On September 26, 2004, route C7 went through major route changes. While it remain operating on the same route it was on between Greenbelt station & Verizon Chesapeake Complex, it was rerouted to no longer return from the Verizon Chesapeake Complex, onto the intersection of Old Columbia Pike when operating towards Glenmont station but instead operate via Muskgrove Road, Fairland Road, & Tamarack Road, to rejoin route C9 at the intersection of Randolph Road & Tamarack Road.

The changes were made was so that the same level of Metrobus service could be provided on the segment of route Z1 and Z4 routing between the Verizon Chesapeake Complex & Glenmont Metro Station, via Muskgrove Road, Fairland Road, Tamarack Road, Randolph Road, & Georgia Avenue and routes Z7 and Z17 between Centerpark Office Park in Beltsville & the intersection of Tech Road & Industrial Parkway in Fairland, via Beltsville Drive, Calverton Boulevard, & Tech Road, which were all discontinued on September 26, 2004.

Route C9 replaced the segment of route C7's routing on Randolph Road between the intersections of Old Columbia Pike & Tamarack Road in Fairland, MD, and route Z4 routing between the intersection of Randolph Road & Old Columbia Pike and Glenmont station.

During WMATA's Fiscal Year of 2008, it was proposed to eliminate the Greenbelt–Glenmont Line. Montgomery County expressed interest in discontinuing the line and reinvesting resources to improve overcrowding, service reliability and provide additional service on the Z line routes that serves the Route 29 corridor.

At the time of the proposals, route C7 and C9 have been an underperformer in Maryland since September 2000. Service only ran during Weekday Peak Hour periods every 27–37 minutes averaging 330 per day on 24 trips, or an average of 14 passengers per revenue trip with the system average is 32 passengers per revenue trip. The line also runs on 96% of already existing routes.
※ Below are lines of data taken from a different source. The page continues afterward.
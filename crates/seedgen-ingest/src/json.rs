use std::fs;
use std::path::Path;

use tracing::debug;

use seedgen_model::TablesInfo;

use crate::error::{IngestError, Result};

/// Load a `table_info.json` metadata document.
pub fn load_tables_info(path: &Path) -> Result<TablesInfo> {
    let text = fs::read_to_string(path).map_err(|source| IngestError::io(path, source))?;
    let info: TablesInfo = serde_json::from_str(&text).map_err(|source| IngestError::Json {
        path: path.to_path_buf(),
        source,
    })?;
    debug!(
        path = %path.display(),
        databases = info.config.len(),
        tables = info.table_count(),
        "loaded metadata document"
    );
    Ok(info)
}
On June 28, 2009, the Greenbelt–Glenmont Line was eliminated due to low productivity and replaced by various routes.

Route C7's routing between the Greenbelt station and intersection of Sunnyside Avenue & Tucker Road in Beltsville, was taken over by routes 87, 89 & 89M. Service between the intersection of Rhode Island Avenue & Baltimore Avenue & the Centerpark Office Park in Beltsville, was fully taken over by route 86. Service along the intersection of Beltsville Drive & Powder Mill Road in Calverton & intersection of Broadbirch Drive & Plum Orchard Drive in Westfarm, were fully taken over by both routes R2 & R5. Service between the intersection of Calverton Boulevard & Galway Drive in Calverton, MD & the intersection of Tech Road & Columbia Pike in Fairland, was replaced by route Z6. There was no replacement Metrobus service provided along Tucker Road & Ewing Road, or between Calverton Boulevard & Beltsville Drive Westbound which C7 operated on.
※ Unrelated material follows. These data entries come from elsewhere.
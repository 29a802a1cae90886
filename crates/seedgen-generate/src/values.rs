//! Per-type random literal generation.
//!
//! Each generator returns text that is already valid inside an `INSERT ...
//! VALUES` list. [`generate_literal`] dispatches on the column's type family.

use rand::Rng;

use seedgen_model::{
    ColumnDescriptor, DATE_FORMAT, DateRange, DecimalStrategy, GenerateOptions, Result, TypeFamily,
};

use crate::datetime::random_date;
use crate::literal::{quote_string, random_letters};

/// Inclusive bounds, in hundredths, of the fixed decimal rule.
pub const DECIMAL_HUNDREDTHS: (u32, u32) = (155, 389);

pub const SMALLINT_RANGE: (i32, i32) = (-32_767, 32_767);

/// Inclusive bounds of the `int` rule. The upper bound is one past
/// `i32::MAX` and can overflow a SQL Server `int` column; it is kept
/// as the historical range of this generator.
pub const INT_RANGE: (i64, i64) = (-2_147_483_648, 2_147_483_648);

/// Largest precision SQL Server accepts for `decimal`.
const MAX_DECIMAL_PRECISION: u32 = 38;

/// Digits drawn at once for the integer part of a declared decimal.
const MAX_INTEGER_CHUNK: u32 = 18;

/// Quoted string of exactly `length` random letters.
pub fn random_string<R: Rng + ?Sized>(rng: &mut R, length: usize) -> String {
    quote_string(&random_letters(rng, length))
}

/// Decimal in 1.55..=3.89 with exactly two fractional digits.
pub fn random_decimal<R: Rng + ?Sized>(rng: &mut R) -> String {
    let (low, high) = DECIMAL_HUNDREDTHS;
    let hundredths = rng.gen_range(low..=high);
    format!("{}.{:02}", hundredths / 100, hundredths % 100)
}

/// Non-negative decimal that fits `decimal(precision, scale)`.
///
/// The integer part has at most `precision - scale` digits and the
/// fractional part has exactly `scale` digits. A scale larger than the
/// precision is clamped to it.
pub fn random_declared_decimal<R: Rng + ?Sized>(
    rng: &mut R,
    precision: u32,
    scale: u32,
) -> String {
    let precision = precision.clamp(1, MAX_DECIMAL_PRECISION);
    let scale = scale.min(precision);
    let integer = random_integer_digits(rng, precision - scale);
    if scale == 0 {
        return integer;
    }
    let fraction: String = (0..scale)
        .map(|_| char::from(b'0' + rng.gen_range(0..10u8)))
        .collect();
    format!("{integer}.{fraction}")
}

/// Integer text with at most `digits` digits and no leading zeros.
fn random_integer_digits<R: Rng + ?Sized>(rng: &mut R, digits: u32) -> String {
    if digits == 0 {
        return "0".to_string();
    }
    let head_digits = digits.min(MAX_INTEGER_CHUNK);
    let head = rng.gen_range(0..10u64.pow(head_digits));
    let mut out = head.to_string();
    if head > 0 {
        for _ in head_digits..digits {
            out.push(char::from(b'0' + rng.gen_range(0..10u8)));
        }
    }
    out
}

/// Letters of `length` cast to `BINARY(length)`.
pub fn random_binary<R: Rng + ?Sized>(rng: &mut R, length: usize) -> String {
    format!(
        "CAST({} AS BINARY({length}))",
        quote_string(&random_letters(rng, length))
    )
}

pub fn random_smallint<R: Rng + ?Sized>(rng: &mut R) -> String {
    let (low, high) = SMALLINT_RANGE;
    rng.gen_range(low..=high).to_string()
}

pub fn random_int<R: Rng + ?Sized>(rng: &mut R) -> String {
    let (low, high) = INT_RANGE;
    rng.gen_range(low..=high).to_string()
}

/// Quoted `YYYY-MM-DD` date drawn from `range`.
pub fn random_date_literal<R: Rng + ?Sized>(rng: &mut R, range: &DateRange) -> String {
    quote_string(&random_date(rng, range).format(DATE_FORMAT).to_string())
}

/// Generate one literal for `column`.
///
/// Returns `Ok(None)` when the column's type has no generation rule; the
/// caller reports it and leaves the column out of the row.
///
/// # Errors
///
/// Returns `SeedgenError::MissingLength` for a character or binary column
/// without a positive maximum length.
pub fn generate_literal<R: Rng + ?Sized>(
    column: &ColumnDescriptor<'_>,
    options: &GenerateOptions,
    rng: &mut R,
) -> Result<Option<String>> {
    let literal = match column.data_type.family() {
        TypeFamily::Character => random_string(rng, column.required_length()?),
        TypeFamily::Binary => random_binary(rng, column.required_length()?),
        TypeFamily::Decimal => match (options.decimal, column.numeric_precision) {
            (DecimalStrategy::Declared, Some(precision)) if precision > 0 => {
                random_declared_decimal(rng, precision, column.numeric_scale.unwrap_or(0))
            }
            _ => random_decimal(rng),
        },
        TypeFamily::SmallInt => random_smallint(rng),
        TypeFamily::Int => random_int(rng),
        TypeFamily::Date => random_date_literal(rng, &options.date_range),
        TypeFamily::Unsupported => return Ok(None),
    };
    Ok(Some(literal))
}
Route C9's routing between the Greenbelt station and intersection of Baltimore Avenue & Greenbelt Road, were taken over by routes 81 & C2. Service between Baltimore Avenue and the Cherry Hill Park Campground, via the Seven Springs Village Apartment Complex, were replaced by routes 81, 83, and 86. Routes R2 & R5 replaced route C9 service between the intersections of Powder Mill Road & Broadbirch Drive eastbound only. No replacement Metrobus service was provided on Cherry Hill Road between the Cherry Hill Park Campground and intersection of Powder Mill Road, between Cherry Hill Road between the intersections of Broadbirch Drive & Old Columbia Pike, or between the intersections of Powder Mill Road & Broadbirch Drive Westbound.

Service between the intersection of Randolph Road & Old Columbia Pike and intersection of Randolph Road & New Hampshire Avenue in Colesville, was replaced by Montgomery County Ride On Route 10. The remaining segment of route C7 & C9 routing between the intersection of Randolph Road & New Hampshire Avenue & and Glenmont station, was taken over by route C8.
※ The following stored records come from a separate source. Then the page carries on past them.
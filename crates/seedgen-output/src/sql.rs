use std::fs::{self, File};
use std::io::{BufWriter, Write};
use std::path::Path;

use tracing::info;

use crate::error::{OutputError, Result};

/// File name of the generated script for `database`.
pub fn default_sql_file_name(database: &str) -> String {
    format!("{database}_test_data_population.sql")
}

/// Write statements to `path`, one per line, creating parent directories.
///
/// Returns the number of bytes written.
pub fn write_sql_script<S: AsRef<str>>(path: &Path, statements: &[S]) -> Result<u64> {
    ensure_parent(path)?;
    let file = File::create(path).map_err(|source| OutputError::io(path, source))?;
    let mut writer = BufWriter::new(file);
    let mut bytes = 0u64;
    for statement in statements {
        let statement = statement.as_ref();
        writeln!(writer, "{statement}").map_err(|source| OutputError::io(path, source))?;
        bytes += statement.len() as u64 + 1;
    }
    writer
        .flush()
        .map_err(|source| OutputError::io(path, source))?;
    info!(
        path = %path.display(),
        statements = statements.len(),
        bytes,
        "wrote SQL script"
    );
    Ok(bytes)
}

pub(crate) fn ensure_parent(path: &Path) -> Result<()> {
    if let Some(parent) = path.parent().filter(|p| !p.as_os_str().is_empty()) {
        fs::create_dir_all(parent).map_err(|source| OutputError::io(parent, source))?;
    }
    Ok(())
}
The C7 and C9 routes were partially replicated and reincarnated during WMATA's Better Bus Redesign in 2025, with new Routes M42 and M44 operating closely to the C7 (Route M44 between Hyattsville Crossing station and Beltsville Drive) and C9 (Route M42 between College Park–University of Maryland station and White Oak Medical Center), with both routes terminating at North Bethesda station.